It comes back with no config

Hmm, well that's odd. There have been bugs in the past where the config file get updated with bad data and grows exponentially. Do you see no config file at all in /conf? Or in /conf/backup?

Troutpocket

@stephenw10

After the reboot, the config.xml file is a fresh 8k file. /conf/backup is full of my backup configs, plus I have one off-line I can use. Everything looks good and healthy otherwise. Restoring the good config brings things back to "normal".

stephenw10

Hmm, maybe check the config file size periodically. Make sure it's not increasing before this happens.

Troutpocket

@stephenw10

I did. It's not changing. There isn't any file or folder I can find that is dramatically increasing in size. Basically, 24GB is steadily growing on the root filesystem in some way not generally visible to regular filesystem tools. I have a good graph from grafana that I'll post later which helps visualize the linear growth.

Troutpocket

@stephenw10

Here's the last 48 hours. It gracefully fills up until about 30% then there's this weird jaggy thing. Maybe syslog is attempting to trim logs?

The graph goes back to zero when it's 100% full probably because it can't send telegraf data to the logger any more. Then I reboot and fsck and we start again. This trend goes back at least month. I don't keep logs like this longer so I'm not sure when it started.

alt text

stephenw10

How are you pulling that data? I assume it lines up with the output from df at that time?

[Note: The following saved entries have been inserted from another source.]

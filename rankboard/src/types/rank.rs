//! Rank keys for ordering entities inside a container.

use crate::error::{BoardError, Result};
use crate::lexorank::{symbol_index, DEFAULT_BUCKET, SENTINEL, SEPARATOR};
use serde::{Deserialize, Serialize};
use std::cmp::Ordering;
use std::fmt;
use std::str::FromStr;

/// Ordering key of a card within its list, or of a list within its board.
///
/// Ranks are stored in their full envelope form `"<bucket>|<payload>:"`, where the
/// payload is a non-empty base-36 string. The total order compares the bucket first,
/// then the payload symbol by symbol by alphabet index, with a proper prefix sorting
/// before any of its extensions.
#[derive(Debug, Clone, PartialEq, Eq, Hash, Serialize, Deserialize)]
#[serde(try_from = "String", into = "String")]
pub struct Rank(String);

impl Rank {
    /// Parse a rank from its envelope form.
    ///
    /// A bare payload (`"hzzzzz"`) is accepted and placed in the default bucket.
    pub fn parse(s: &str) -> Result<Self> {
        let (bucket, rest) = match s.char_indices().nth(1) {
            Some((idx, c)) if c == SEPARATOR => {
                let bucket = s[..idx].chars().next().unwrap_or(DEFAULT_BUCKET);
                (bucket, &s[idx + c.len_utf8()..])
            }
            _ => (DEFAULT_BUCKET, s),
        };
        if symbol_index(bucket).is_none() {
            return Err(BoardError::invalid_rank(
                s,
                format!("bucket '{}' is outside the rank alphabet", bucket),
            ));
        }

        let payload = rest.strip_suffix(SENTINEL).unwrap_or(rest);
        if payload.is_empty() {
            return Err(BoardError::invalid_rank(s, "payload is empty"));
        }
        if let Some(bad) = payload.chars().find(|c| symbol_index(*c).is_none()) {
            return Err(BoardError::invalid_rank(
                s,
                format!("unexpected symbol '{}'", bad),
            ));
        }

        Ok(Self::from_parts(bucket, payload))
    }

    /// Build a rank in the default bucket from a payload
    pub fn from_payload(payload: &str) -> Result<Self> {
        Self::parse(payload)
    }

    /// Assemble an envelope from parts that are already known to be valid
    pub(crate) fn from_parts(bucket: char, payload: &str) -> Self {
        Self(format!("{}{}{}{}", bucket, SEPARATOR, payload, SENTINEL))
    }

    /// The bucket symbol of this rank
    pub fn bucket(&self) -> char {
        self.0.chars().next().unwrap_or(DEFAULT_BUCKET)
    }

    /// The base-36 payload, without bucket prefix or sentinel
    pub fn payload(&self) -> &str {
        let inner = self.0.strip_suffix(SENTINEL).unwrap_or(&self.0);
        inner
            .split_once(SEPARATOR)
            .map(|(_, payload)| payload)
            .unwrap_or(inner)
    }

    /// Get the full envelope string
    pub fn as_str(&self) -> &str {
        &self.0
    }
}

impl PartialOrd for Rank {
    fn partial_cmp(&self, other: &Self) -> Option<Ordering> {
        Some(self.cmp(other))
    }
}

impl Ord for Rank {
    fn cmp(&self, other: &Self) -> Ordering {
        let by_index = |c: char| symbol_index(c).unwrap_or(u8::MAX);
        by_index(self.bucket())
            .cmp(&by_index(other.bucket()))
            .then_with(|| {
                self.payload()
                    .chars()
                    .map(by_index)
                    .cmp(other.payload().chars().map(by_index))
            })
    }
}

impl fmt::Display for Rank {
    fn fmt(&self, f: &mut fmt::Formatter<'_>) -> fmt::Result {
        f.write_str(&self.0)
    }
}

impl FromStr for Rank {
    type Err = BoardError;

    fn from_str(s: &str) -> Result<Self> {
        Self::parse(s)
    }
}

impl TryFrom<String> for Rank {
    type Error = BoardError;

    fn try_from(s: String) -> Result<Self> {
        Self::parse(&s)
    }
}

impl From<Rank> for String {
    fn from(rank: Rank) -> Self {
        rank.0
    }
}
//! End-to-end board scenarios: insertion, optimistic moves, rollback and creates

use async_trait::async_trait;
use chrono::Duration;
use rankboard::{
    lexorank, Board, BoardDetail, BoardError, BoardId, BoardRemote, BoardState, Card, CardId,
    CreateCardRequest, CreateListRequest, List, ListId, MemoryAuthority, MoveCardRequest,
    MoveGesture, MoveOutcome, NotificationBus, NotificationEvent, NotificationKind,
    OptimisticMoveController, Rank, Restored, Result,
};
use std::sync::atomic::{AtomicUsize, Ordering};

/// A remote whose moves always fail, counting the attempts
#[derive(Default)]
struct FailingRemote {
    attempts: AtomicUsize,
}

#[async_trait]
impl BoardRemote for FailingRemote {
    async fn load_board(&self, board_id: &BoardId) -> Result<BoardDetail> {
        Err(BoardError::BoardNotFound {
            id: board_id.to_string(),
        })
    }

    async fn move_card(&self, _request: MoveCardRequest) -> Result<Card> {
        self.attempts.fetch_add(1, Ordering::SeqCst);
        Err(BoardError::remote("connection reset"))
    }

    async fn create_card(&self, _request: CreateCardRequest) -> Result<Card> {
        Err(BoardError::remote("connection reset"))
    }

    async fn create_list(&self, _request: CreateListRequest) -> Result<List> {
        Err(BoardError::remote("connection reset"))
    }
}

fn rank(payload: &str) -> Rank {
    Rank::from_payload(payload).unwrap()
}

fn card(id: &str, list: &str, payload: &str) -> Card {
    Card::new(id.to_uppercase(), ListId::from(list), rank(payload)).with_id(id)
}

/// L1 = [C1(m), C2(t)], L2 = [C3(m)]
fn two_list_board() -> BoardDetail {
    BoardDetail::new(
        Board::new("Scenarios").with_id("board"),
        vec![
            List::new("L1", BoardId::from("board"), rank("a"))
                .with_id("l1")
                .with_cards(vec![card("c1", "l1", "m"), card("c2", "l1", "t")]),
            List::new("L2", BoardId::from("board"), rank("b"))
                .with_id("l2")
                .with_cards(vec![card("c3", "l2", "m")]),
        ],
    )
}

fn controller() -> OptimisticMoveController {
    OptimisticMoveController::new(NotificationBus::new(16, Duration::milliseconds(3000)))
}

fn card_ids(state: &BoardState, list_id: &str) -> Vec<String> {
    state
        .current()
        .list(&ListId::from(list_id))
        .map(|l| l.cards.iter().map(|c| c.id.to_string()).collect())
        .unwrap_or_default()
}

#[test_log::test]
fn scenario_a_insert_between_two_cards() {
    let mut state = BoardState::load(two_list_board());
    let new_card = Card::new("New", ListId::from("l1"), lexorank::initial_rank()).with_id("cnew");

    let assigned = state.insert_card(new_card, 1).unwrap();

    assert!(rank("m") < assigned && assigned < rank("t"));
    assert_eq!(card_ids(&state, "l1"), vec!["c1", "cnew", "c2"]);
}

#[test_log::test]
fn scenario_b_optimistic_move_is_visible_immediately() {
    let mut state = BoardState::load(two_list_board());
    let mut controller = controller();

    let pending = controller
        .begin_move(&mut state, MoveGesture::new("c1", "l1", "l2", 0))
        .unwrap();

    assert_eq!(card_ids(&state, "l1"), vec!["c2"]);
    assert_eq!(card_ids(&state, "l2"), vec!["c1", "c3"]);
    assert_eq!(pending.request().list_id, ListId::from("l2"));
    assert_eq!(pending.request().after_rank, Some(rank("m")));
}

#[test_log::test(tokio::test)]
async fn scenario_c_failed_move_reverts_to_pre_move_snapshot() {
    let mut state = BoardState::load(two_list_board());
    let pre_move = state.current().clone();
    let mut controller = controller();
    let mut events = controller.notifications().subscribe();
    let remote = FailingRemote::default();

    let outcome = controller
        .move_card(&mut state, &remote, MoveGesture::new("c1", "l1", "l2", 0))
        .await
        .unwrap();

    match outcome {
        MoveOutcome::RolledBack { error, restored } => {
            assert!(error.is_remote());
            assert_eq!(restored, Restored::Snapshot);
        }
        other => panic!("expected rollback, got {:?}", other),
    }
    assert_eq!(remote.attempts.load(Ordering::SeqCst), 1);
    assert_eq!(state.current(), &pre_move);
    assert_eq!(card_ids(&state, "l1"), vec!["c1", "c2"]);
    assert_eq!(card_ids(&state, "l2"), vec!["c3"]);

    match events.recv().await {
        Some(NotificationEvent::Posted(notification)) => {
            assert_eq!(notification.kind, NotificationKind::Error);
            assert_eq!(notification.message, "Failed to move card. Changes reverted.");
        }
        other => panic!("expected a notification, got {:?}", other),
    }
}

#[test_log::test(tokio::test)]
async fn scenario_d_lists_on_an_empty_board() {
    let authority = MemoryAuthority::new();
    let detail = authority.seed_board("Empty", &[]).await;
    let mut state = BoardState::load(detail);
    let mut controller = controller();

    let first = controller
        .create_list(&mut state, &authority, "First", None)
        .await
        .unwrap();
    assert_eq!(first.rank, lexorank::initial_rank());

    let before_first = lexorank::between(None, Some(&first.rank));
    assert!(before_first < first.rank);

    let second = List::new("Second", state.current().id().clone(), lexorank::initial_rank());
    let assigned = state.insert_list(second, 0);
    assert_eq!(assigned, before_first);
    let titles: Vec<&str> = state.current().lists.iter().map(|l| l.title.as_str()).collect();
    assert_eq!(titles, vec!["Second", "First"]);
}

#[test_log::test(tokio::test)]
async fn confirmed_move_matches_authority() {
    let board = two_list_board();
    let authority = MemoryAuthority::new();
    authority.insert_board(board.clone()).await;
    let mut state = BoardState::load(board);
    let mut controller = controller();

    for (card_id, source, dest, index) in [
        ("c1", "l1", "l2", 1),
        ("c3", "l2", "l1", 0),
        ("c2", "l1", "l1", 0),
        ("c1", "l2", "l1", 2),
    ] {
        let outcome = controller
            .move_card(&mut state, &authority, MoveGesture::new(card_id, source, dest, index))
            .await
            .unwrap();
        assert!(outcome.is_confirmed());
    }

    let server = authority.board(&BoardId::from("board")).await.unwrap();
    assert_eq!(state.current(), &server);
    assert!(state.current().is_ordered());
    assert_eq!(card_ids(&state, "l1"), vec!["c2", "c3", "c1"]);
    assert!(controller.notifications().active().is_empty());
}

#[test_log::test(tokio::test)]
async fn overlapping_moves_keep_the_later_confirmed_change() {
    let board = two_list_board();
    let authority = MemoryAuthority::new();
    authority.insert_board(board.clone()).await;
    let failing = FailingRemote::default();
    let mut state = BoardState::load(board);
    let mut controller = controller();

    let doomed = controller
        .begin_move(&mut state, MoveGesture::new("c1", "l1", "l2", 0))
        .unwrap();
    let kept = controller
        .begin_move(&mut state, MoveGesture::new("c2", "l1", "l2", 2))
        .unwrap();

    let response = authority.move_card(kept.request().clone()).await;
    assert!(controller.settle(&mut state, kept, response).is_confirmed());

    let response = failing.move_card(doomed.request().clone()).await;
    let outcome = controller.settle(&mut state, doomed, response);
    assert!(matches!(
        outcome,
        MoveOutcome::RolledBack {
            restored: Restored::Card,
            ..
        }
    ));

    assert_eq!(card_ids(&state, "l1"), vec!["c1"]);
    assert_eq!(card_ids(&state, "l2"), vec!["c3", "c2"]);
    let restored = state.current().find_card(&CardId::from("c1")).unwrap();
    assert_eq!(restored.rank, rank("m"));
    assert!(state.current().is_ordered());
}

#[test_log::test(tokio::test)]
async fn created_cards_append_to_their_list() {
    let board = two_list_board();
    let authority = MemoryAuthority::new();
    authority.insert_board(board.clone()).await;
    let mut state = BoardState::load(board);
    let mut controller = controller();

    for title in ["one", "two", "three"] {
        controller
            .create_card(&mut state, &authority, &ListId::from("l2"), title)
            .await
            .unwrap();
    }

    let titles: Vec<String> = state
        .current()
        .list(&ListId::from("l2"))
        .unwrap()
        .cards
        .iter()
        .map(|c| c.title.clone())
        .collect();
    assert_eq!(titles, vec!["C3", "one", "two", "three"]);
    assert!(state.current().is_ordered());

    let kinds: Vec<NotificationKind> = controller
        .notifications()
        .active()
        .iter()
        .map(|n| n.kind)
        .collect();
    assert_eq!(kinds, vec![NotificationKind::Success; 3]);
}

#[test_log::test(tokio::test)]
async fn refresh_replaces_local_state() {
    let board = two_list_board();
    let authority = MemoryAuthority::new();
    authority.insert_board(board.clone()).await;
    let mut state = BoardState::load(board);
    state.remove_list(&ListId::from("l2"));
    let mut controller = controller();

    controller.refresh(&mut state, &authority).await.unwrap();
    let server = authority.board(&BoardId::from("board")).await.unwrap();
    assert_eq!(state.current(), &server);
    assert_eq!(card_ids(&state, "l2"), vec!["c3"]);
}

It's not something I've seen locally where there was no obvious process filling the filesystem.

Troutpocket

@stephenw10

Telegraf dumps timeseries data from the pfsense firewall to a separate "logger" system (influxdb). It's not stored locally. We do this on 50+ pfsense firewalls and it's not happening anywhere else. I've been comparing configs across multiple sites and they're all nearly identical. I bang these out a few times each month.

I guess at this point it has become an academic curiosity for me more than anything else. I can fail over to the other half of the HA pair (yay CARP!).

SteveITS

@troutpocket it’s HA? Does it happen on the backup if you make that master?

Troutpocket

@steveits
Nope!

I think I tracked something down... I decided to stop Suricata and see what happens. I watched the graph for a bit and the disk space usage leveled out.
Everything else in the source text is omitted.